[WHAT THIS TASK INVOLVES] Check the material that follows for the word "ConfigError" and say how many lines contain it, with no other words.

- Opening Delimiter -

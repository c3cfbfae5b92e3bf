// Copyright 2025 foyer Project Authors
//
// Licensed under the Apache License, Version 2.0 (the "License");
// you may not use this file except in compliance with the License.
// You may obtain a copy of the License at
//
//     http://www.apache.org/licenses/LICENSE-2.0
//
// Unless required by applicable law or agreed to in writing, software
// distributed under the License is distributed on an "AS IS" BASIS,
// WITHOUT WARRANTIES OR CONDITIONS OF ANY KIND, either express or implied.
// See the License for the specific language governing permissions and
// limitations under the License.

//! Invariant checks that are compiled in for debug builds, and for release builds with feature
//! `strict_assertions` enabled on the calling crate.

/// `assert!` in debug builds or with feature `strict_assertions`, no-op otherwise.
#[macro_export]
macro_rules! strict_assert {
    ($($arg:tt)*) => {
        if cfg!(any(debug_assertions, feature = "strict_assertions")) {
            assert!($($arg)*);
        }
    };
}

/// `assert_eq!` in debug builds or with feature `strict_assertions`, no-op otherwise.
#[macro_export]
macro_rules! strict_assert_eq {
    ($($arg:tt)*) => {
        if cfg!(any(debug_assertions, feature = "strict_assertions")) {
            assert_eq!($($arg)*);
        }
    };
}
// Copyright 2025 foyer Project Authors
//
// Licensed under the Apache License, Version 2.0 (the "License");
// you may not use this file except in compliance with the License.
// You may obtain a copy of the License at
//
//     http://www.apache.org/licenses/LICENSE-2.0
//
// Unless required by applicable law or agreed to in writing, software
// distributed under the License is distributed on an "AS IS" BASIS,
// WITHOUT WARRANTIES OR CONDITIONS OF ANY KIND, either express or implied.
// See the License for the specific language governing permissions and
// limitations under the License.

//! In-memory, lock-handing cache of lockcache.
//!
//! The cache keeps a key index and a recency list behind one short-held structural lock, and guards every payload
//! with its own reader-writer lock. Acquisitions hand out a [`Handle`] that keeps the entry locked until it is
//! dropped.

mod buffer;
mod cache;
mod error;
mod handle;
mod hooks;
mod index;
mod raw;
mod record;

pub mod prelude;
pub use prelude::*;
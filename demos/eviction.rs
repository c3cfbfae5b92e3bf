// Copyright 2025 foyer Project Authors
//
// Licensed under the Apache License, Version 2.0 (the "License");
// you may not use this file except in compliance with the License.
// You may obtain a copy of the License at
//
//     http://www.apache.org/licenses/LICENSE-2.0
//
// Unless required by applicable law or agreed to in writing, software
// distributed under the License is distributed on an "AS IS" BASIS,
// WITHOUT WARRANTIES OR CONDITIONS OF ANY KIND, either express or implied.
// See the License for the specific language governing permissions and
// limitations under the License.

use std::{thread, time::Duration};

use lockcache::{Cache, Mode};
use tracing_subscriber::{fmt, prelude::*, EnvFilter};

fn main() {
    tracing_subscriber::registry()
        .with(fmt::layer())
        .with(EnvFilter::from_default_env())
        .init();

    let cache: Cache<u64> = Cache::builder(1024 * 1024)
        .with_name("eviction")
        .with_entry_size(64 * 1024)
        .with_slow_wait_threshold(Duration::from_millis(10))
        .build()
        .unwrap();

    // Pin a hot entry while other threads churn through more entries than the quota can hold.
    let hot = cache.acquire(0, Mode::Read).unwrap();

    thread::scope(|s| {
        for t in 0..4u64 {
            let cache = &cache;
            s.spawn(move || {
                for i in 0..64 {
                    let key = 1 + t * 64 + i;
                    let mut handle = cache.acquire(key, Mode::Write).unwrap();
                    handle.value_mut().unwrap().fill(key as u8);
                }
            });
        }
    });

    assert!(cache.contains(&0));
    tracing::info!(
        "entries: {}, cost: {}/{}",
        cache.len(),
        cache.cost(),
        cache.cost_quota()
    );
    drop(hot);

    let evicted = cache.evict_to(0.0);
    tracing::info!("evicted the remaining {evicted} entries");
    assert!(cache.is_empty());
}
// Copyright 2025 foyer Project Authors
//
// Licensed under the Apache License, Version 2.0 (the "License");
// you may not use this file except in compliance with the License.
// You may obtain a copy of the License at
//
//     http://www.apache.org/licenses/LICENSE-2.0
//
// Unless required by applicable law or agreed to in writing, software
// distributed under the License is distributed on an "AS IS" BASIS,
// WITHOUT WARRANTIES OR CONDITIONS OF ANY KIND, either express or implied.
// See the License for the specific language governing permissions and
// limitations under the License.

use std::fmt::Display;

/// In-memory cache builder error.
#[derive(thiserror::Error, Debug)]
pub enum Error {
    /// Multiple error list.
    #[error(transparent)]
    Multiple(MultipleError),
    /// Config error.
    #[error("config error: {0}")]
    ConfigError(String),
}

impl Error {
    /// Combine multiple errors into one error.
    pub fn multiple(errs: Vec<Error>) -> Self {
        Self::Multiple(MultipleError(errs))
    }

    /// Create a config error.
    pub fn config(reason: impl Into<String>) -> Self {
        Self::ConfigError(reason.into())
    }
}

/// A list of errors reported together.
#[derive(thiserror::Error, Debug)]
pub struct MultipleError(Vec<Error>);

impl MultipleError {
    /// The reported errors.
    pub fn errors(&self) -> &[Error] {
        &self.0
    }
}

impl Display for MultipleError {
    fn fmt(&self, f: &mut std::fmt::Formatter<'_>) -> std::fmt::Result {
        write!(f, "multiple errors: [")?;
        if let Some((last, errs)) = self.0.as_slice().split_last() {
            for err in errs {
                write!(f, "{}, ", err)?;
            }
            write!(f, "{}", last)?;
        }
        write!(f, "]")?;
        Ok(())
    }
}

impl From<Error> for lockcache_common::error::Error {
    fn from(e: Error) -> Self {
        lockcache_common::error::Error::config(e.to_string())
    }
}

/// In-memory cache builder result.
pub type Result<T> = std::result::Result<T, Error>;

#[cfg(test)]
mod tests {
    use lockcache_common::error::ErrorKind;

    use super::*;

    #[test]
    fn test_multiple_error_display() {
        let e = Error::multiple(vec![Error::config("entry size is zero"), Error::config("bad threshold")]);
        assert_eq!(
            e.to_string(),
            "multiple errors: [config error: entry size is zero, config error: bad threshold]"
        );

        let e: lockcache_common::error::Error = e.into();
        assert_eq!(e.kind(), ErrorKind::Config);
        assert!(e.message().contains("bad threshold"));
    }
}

- Closing Delimiter -
- Opening Delimiter -

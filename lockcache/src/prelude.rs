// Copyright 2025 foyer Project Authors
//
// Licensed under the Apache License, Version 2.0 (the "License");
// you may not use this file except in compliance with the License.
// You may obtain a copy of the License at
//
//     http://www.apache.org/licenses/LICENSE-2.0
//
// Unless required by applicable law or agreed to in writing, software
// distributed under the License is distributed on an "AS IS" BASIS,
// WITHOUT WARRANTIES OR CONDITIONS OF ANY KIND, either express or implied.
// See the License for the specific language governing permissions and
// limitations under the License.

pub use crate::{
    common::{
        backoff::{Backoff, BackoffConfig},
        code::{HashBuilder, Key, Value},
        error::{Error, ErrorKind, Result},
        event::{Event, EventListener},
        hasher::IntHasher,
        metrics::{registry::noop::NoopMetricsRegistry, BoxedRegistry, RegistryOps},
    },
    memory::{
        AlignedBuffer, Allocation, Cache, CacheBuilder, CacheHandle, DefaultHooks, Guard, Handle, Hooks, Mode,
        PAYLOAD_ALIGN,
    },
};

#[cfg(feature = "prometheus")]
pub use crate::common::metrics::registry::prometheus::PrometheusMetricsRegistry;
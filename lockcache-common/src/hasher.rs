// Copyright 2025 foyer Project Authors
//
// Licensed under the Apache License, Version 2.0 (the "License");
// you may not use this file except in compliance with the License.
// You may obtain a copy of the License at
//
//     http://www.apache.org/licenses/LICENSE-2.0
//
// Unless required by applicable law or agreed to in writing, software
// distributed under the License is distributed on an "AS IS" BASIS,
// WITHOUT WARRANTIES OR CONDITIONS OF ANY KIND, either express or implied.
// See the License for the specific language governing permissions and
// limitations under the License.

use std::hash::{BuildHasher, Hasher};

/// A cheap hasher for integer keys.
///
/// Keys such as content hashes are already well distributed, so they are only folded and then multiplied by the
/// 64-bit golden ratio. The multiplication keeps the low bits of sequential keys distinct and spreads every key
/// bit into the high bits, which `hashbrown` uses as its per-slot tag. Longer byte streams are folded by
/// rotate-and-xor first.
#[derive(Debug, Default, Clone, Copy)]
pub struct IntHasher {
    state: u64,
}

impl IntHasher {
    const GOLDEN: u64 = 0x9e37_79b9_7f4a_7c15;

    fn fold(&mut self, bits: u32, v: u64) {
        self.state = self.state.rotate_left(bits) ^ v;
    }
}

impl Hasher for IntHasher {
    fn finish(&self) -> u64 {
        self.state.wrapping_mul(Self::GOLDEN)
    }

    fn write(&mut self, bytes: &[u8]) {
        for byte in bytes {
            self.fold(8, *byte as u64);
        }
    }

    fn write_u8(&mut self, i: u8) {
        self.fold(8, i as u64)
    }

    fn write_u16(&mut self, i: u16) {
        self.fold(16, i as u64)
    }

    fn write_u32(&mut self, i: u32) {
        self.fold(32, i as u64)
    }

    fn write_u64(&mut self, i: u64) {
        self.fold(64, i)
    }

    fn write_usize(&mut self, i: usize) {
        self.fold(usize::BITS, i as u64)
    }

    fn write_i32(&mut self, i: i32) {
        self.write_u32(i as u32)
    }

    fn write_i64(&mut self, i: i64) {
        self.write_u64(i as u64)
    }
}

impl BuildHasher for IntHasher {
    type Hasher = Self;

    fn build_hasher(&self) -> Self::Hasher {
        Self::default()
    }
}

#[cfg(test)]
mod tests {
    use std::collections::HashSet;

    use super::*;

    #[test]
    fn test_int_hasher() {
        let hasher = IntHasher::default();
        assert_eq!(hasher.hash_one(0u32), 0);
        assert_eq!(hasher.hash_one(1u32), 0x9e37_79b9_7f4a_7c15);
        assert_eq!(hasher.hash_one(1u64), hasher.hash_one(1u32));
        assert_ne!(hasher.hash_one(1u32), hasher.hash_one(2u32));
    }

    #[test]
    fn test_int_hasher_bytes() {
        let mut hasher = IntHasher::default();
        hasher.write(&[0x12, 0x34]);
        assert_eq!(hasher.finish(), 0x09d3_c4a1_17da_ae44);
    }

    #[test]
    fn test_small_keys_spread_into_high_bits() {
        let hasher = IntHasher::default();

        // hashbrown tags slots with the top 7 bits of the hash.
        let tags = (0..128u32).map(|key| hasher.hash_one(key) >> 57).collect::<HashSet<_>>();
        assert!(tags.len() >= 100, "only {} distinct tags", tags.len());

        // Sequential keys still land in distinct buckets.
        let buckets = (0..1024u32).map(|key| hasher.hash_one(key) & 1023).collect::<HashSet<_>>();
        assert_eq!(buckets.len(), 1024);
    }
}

- Closing Delimiter -

[RESULT FOR THIS TASK] 2